▶ [Directions for this task]
Return the line containing "require program termination." and every line after it through the end of the entries below, with no other lines.

(Stored data entries)
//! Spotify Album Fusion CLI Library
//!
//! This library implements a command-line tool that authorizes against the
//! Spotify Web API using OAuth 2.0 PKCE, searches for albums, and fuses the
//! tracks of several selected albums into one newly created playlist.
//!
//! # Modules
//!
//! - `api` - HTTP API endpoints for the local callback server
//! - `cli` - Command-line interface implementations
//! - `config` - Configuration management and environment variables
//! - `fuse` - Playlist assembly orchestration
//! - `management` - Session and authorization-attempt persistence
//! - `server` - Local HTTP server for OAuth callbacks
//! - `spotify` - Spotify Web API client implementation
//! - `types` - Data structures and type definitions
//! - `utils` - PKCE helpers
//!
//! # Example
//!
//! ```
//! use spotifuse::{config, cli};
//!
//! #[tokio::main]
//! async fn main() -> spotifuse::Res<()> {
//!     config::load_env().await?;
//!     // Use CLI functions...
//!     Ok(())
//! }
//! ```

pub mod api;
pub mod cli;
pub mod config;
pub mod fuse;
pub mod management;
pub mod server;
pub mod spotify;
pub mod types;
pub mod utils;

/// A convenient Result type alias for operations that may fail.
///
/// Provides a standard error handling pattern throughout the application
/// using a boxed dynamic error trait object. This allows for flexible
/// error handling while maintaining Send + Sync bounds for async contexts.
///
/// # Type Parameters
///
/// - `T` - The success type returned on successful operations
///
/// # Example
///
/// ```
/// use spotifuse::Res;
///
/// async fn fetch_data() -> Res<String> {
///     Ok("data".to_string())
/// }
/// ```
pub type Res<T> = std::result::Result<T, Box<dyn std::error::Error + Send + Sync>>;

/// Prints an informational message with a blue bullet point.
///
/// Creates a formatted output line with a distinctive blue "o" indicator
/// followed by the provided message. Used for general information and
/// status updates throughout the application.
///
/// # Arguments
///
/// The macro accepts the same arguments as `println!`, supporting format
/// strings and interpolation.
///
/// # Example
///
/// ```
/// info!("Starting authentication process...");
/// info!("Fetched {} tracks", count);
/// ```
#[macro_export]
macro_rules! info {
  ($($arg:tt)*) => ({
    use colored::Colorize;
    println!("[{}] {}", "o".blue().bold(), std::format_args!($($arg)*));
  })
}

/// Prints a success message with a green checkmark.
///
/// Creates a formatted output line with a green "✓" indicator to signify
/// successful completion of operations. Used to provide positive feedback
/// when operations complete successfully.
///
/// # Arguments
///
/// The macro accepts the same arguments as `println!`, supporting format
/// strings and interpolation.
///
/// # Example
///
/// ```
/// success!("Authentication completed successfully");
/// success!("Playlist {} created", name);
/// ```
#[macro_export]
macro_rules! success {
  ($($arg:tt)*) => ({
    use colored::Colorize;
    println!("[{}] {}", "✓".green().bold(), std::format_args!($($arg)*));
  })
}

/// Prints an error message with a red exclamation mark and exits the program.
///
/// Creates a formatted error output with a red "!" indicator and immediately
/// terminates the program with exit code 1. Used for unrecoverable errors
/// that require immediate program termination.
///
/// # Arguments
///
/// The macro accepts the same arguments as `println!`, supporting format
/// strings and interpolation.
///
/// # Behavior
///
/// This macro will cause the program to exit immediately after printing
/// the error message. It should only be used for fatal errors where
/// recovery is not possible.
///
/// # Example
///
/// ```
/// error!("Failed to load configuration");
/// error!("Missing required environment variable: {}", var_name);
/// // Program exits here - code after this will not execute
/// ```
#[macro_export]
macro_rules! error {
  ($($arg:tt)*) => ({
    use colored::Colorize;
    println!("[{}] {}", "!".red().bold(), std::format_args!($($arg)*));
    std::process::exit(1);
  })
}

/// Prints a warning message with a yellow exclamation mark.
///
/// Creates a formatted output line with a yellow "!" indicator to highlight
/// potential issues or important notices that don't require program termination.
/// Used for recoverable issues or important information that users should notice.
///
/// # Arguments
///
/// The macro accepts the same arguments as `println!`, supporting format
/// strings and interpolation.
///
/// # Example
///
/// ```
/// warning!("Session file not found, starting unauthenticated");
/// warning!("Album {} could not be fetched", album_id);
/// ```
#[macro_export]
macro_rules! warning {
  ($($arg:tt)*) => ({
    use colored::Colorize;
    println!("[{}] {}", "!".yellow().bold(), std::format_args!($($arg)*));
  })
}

▶ [Result of this task]
/// potential issues or important notices that don't require program termination.
/// Used for recoverable issues or important information that users should notice.
///
/// # Arguments
///
/// The macro accepts the same arguments as `println!`, supporting format
/// strings and interpolation.
///
/// # Example
///
/// ```
/// warning!("Session file not found, starting unauthenticated");
/// warning!("Album {} could not be fetched", album_id);
/// ```
#[macro_export]
macro_rules! warning {
  ($($arg:tt)*) => ({
    use colored::Colorize;
    println!("[{}] {}", "!".yellow().bold(), std::format_args!($($arg)*));
  })
}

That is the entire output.